#### TASK GOAL
For every line of the material below, check for the string "only" and return the line if it is there.

#### SUPPLIED MATERIAL
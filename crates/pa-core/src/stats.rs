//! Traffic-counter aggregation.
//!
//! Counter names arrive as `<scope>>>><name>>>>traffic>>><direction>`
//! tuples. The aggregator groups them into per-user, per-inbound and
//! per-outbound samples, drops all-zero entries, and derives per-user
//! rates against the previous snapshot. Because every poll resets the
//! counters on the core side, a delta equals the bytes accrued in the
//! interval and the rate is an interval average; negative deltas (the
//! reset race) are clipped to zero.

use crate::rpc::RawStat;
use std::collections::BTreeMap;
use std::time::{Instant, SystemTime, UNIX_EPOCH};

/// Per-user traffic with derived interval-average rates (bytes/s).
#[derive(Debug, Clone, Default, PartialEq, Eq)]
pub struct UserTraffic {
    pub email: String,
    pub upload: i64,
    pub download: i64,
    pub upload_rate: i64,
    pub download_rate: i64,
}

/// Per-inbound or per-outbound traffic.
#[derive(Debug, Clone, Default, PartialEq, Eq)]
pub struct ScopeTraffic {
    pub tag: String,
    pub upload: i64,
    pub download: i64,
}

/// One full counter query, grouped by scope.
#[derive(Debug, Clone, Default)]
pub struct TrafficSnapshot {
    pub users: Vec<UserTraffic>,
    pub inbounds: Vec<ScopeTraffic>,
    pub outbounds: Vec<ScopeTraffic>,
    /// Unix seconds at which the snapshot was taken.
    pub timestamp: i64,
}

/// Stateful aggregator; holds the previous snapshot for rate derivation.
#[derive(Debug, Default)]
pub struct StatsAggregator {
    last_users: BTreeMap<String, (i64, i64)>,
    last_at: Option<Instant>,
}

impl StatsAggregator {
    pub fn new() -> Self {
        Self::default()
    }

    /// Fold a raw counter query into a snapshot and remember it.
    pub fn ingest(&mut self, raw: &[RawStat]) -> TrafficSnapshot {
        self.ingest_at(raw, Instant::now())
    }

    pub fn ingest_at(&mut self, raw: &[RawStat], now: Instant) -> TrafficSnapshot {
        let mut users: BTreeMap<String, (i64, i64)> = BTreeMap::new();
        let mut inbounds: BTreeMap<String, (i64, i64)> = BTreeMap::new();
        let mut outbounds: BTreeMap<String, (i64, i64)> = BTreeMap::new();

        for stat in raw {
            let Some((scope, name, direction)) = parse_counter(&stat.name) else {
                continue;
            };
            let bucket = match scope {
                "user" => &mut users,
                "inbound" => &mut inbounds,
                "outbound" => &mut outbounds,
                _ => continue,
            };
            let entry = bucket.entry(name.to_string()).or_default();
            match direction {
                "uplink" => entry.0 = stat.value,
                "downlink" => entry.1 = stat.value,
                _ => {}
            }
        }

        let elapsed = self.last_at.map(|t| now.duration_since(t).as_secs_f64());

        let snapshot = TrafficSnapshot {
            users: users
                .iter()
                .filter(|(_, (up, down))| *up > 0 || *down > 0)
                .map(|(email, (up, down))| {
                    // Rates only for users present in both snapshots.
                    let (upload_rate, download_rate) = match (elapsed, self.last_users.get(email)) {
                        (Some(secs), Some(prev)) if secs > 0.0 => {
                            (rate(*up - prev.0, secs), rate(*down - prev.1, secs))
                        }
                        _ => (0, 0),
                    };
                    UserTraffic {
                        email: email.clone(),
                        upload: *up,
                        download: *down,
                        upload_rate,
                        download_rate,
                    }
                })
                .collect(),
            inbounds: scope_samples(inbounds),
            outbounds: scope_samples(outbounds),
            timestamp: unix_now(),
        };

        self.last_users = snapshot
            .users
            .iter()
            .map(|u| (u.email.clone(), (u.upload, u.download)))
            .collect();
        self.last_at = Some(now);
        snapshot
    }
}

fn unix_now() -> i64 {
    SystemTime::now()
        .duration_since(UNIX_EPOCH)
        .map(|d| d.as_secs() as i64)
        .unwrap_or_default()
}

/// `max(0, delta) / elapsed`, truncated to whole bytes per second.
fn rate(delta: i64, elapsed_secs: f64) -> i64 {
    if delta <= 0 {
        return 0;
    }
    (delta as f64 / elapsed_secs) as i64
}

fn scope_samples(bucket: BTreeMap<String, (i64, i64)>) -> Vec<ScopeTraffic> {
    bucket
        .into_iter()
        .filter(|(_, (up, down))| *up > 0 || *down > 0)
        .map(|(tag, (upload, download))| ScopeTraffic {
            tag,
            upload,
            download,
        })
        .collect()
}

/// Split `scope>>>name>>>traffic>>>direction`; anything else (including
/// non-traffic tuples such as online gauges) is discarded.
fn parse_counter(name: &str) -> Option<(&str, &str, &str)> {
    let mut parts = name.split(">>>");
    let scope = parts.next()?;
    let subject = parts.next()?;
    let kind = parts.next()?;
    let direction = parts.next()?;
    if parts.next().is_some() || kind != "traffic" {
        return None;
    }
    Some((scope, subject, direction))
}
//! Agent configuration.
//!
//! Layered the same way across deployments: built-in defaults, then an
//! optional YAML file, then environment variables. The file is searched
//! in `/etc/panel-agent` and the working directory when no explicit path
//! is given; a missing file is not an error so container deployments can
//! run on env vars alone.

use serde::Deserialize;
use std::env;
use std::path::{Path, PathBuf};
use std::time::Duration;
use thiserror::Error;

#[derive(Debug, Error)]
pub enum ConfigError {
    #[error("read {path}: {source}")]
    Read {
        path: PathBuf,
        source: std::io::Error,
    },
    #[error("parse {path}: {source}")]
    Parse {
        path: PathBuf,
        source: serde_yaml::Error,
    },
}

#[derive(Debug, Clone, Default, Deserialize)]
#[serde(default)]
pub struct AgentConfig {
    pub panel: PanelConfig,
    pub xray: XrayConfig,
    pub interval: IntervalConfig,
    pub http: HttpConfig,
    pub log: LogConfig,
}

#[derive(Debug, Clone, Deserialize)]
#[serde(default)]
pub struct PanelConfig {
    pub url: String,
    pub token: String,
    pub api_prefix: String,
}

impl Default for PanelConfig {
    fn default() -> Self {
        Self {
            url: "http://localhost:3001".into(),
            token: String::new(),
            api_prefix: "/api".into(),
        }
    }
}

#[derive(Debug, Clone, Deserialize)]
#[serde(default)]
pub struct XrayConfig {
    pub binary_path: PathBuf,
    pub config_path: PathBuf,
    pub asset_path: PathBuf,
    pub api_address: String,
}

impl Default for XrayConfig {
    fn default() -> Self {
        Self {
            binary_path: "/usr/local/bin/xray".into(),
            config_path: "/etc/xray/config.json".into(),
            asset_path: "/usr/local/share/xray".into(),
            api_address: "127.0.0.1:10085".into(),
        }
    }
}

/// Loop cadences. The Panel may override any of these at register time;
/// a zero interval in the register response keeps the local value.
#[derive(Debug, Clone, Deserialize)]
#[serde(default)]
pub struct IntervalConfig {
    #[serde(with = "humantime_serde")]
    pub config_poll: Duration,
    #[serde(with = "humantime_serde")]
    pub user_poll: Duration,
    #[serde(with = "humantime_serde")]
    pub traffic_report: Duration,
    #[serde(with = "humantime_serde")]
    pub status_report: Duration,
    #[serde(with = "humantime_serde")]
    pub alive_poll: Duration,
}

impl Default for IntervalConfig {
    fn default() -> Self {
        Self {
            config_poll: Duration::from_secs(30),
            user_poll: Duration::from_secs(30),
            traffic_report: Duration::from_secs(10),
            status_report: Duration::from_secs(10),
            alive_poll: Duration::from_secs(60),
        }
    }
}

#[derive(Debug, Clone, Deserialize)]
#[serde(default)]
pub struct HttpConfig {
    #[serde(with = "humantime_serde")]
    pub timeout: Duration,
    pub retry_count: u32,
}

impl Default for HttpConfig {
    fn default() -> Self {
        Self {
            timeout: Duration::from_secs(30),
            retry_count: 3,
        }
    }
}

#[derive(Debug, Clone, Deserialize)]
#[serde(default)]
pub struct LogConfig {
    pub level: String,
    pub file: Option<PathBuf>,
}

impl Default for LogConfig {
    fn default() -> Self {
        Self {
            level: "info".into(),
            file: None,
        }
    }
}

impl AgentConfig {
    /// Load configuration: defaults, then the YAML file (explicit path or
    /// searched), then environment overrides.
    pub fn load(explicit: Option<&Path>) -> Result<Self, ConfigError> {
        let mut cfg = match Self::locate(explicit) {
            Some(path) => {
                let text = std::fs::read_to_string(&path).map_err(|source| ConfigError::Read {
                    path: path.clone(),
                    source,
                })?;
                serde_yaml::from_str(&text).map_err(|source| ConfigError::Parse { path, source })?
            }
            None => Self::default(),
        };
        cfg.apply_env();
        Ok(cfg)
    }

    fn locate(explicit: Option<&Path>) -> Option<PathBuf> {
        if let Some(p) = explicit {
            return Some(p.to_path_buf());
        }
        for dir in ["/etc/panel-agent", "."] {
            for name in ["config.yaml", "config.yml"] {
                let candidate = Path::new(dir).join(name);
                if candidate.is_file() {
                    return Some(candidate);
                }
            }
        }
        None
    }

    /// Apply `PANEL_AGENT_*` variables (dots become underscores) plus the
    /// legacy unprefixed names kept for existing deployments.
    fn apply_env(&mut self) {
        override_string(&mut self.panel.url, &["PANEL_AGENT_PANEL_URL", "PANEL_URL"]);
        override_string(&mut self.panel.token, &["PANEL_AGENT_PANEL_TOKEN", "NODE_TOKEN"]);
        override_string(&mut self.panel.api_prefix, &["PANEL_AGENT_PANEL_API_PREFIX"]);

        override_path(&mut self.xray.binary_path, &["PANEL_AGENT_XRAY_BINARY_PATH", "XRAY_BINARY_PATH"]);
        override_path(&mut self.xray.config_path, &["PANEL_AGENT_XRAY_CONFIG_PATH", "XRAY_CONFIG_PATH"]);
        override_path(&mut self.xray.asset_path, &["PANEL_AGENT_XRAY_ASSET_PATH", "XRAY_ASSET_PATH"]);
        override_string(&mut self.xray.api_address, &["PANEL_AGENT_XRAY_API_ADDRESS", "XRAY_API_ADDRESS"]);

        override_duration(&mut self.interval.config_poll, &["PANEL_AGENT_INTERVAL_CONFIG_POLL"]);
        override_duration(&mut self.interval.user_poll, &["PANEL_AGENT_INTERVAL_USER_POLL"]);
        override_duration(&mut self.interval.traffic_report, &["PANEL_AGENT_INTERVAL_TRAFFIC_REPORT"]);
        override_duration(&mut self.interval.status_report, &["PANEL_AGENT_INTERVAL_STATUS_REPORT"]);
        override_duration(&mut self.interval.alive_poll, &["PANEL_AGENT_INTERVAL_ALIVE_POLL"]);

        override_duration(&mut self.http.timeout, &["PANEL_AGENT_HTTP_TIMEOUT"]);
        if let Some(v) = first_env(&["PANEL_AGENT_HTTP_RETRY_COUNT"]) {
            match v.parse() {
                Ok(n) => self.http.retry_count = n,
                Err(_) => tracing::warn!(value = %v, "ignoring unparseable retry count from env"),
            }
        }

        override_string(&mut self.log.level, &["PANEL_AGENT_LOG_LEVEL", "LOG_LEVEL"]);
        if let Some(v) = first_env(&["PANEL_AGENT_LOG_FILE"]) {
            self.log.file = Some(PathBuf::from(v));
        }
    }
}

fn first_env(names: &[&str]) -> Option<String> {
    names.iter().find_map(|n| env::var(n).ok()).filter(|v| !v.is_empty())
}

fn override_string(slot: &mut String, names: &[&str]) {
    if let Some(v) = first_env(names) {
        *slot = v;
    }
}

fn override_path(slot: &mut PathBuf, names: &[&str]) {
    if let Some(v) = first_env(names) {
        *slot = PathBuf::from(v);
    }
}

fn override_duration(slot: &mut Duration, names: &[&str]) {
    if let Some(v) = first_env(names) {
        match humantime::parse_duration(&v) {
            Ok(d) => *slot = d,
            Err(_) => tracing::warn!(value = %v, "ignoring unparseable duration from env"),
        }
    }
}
---
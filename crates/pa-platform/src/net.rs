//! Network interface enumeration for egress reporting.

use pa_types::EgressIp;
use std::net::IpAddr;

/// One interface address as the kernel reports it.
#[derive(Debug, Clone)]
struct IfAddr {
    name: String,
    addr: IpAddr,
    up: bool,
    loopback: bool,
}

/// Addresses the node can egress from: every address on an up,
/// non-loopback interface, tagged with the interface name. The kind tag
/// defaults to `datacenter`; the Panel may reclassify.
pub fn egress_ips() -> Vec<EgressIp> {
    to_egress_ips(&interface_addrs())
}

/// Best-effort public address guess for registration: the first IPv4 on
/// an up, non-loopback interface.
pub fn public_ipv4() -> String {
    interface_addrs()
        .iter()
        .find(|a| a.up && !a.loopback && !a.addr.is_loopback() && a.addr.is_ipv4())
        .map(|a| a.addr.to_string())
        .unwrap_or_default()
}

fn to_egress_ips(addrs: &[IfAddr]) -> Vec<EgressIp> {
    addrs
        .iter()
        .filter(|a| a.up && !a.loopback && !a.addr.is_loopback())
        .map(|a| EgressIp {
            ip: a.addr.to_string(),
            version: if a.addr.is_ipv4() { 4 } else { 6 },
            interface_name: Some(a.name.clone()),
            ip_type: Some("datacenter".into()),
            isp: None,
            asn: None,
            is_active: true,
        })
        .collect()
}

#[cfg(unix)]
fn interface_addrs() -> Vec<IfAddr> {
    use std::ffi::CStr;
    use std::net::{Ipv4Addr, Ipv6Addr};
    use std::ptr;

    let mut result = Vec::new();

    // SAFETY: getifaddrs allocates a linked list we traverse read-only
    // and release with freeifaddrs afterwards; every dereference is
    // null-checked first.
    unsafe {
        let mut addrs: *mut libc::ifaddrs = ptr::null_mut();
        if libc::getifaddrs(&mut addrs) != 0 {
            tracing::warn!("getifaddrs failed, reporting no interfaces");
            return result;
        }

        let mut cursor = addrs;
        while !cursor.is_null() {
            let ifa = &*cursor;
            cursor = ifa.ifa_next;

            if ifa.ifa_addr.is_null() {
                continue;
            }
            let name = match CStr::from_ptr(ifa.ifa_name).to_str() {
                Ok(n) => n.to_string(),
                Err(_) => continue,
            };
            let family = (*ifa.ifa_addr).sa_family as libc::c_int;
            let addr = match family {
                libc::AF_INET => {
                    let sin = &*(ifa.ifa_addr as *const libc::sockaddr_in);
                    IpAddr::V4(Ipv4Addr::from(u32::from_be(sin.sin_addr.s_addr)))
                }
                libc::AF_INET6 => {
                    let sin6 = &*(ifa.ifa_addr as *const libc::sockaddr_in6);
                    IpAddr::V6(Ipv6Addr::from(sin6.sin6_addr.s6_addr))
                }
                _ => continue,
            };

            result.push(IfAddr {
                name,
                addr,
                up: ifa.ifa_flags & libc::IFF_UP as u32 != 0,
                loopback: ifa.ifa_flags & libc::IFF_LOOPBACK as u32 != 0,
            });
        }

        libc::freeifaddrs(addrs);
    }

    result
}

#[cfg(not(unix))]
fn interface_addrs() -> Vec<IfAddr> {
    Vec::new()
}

#### RESULT OF THIS TASK
                    // Rates only for users present in both snapshots.
    // SAFETY: getifaddrs allocates a linked list we traverse read-only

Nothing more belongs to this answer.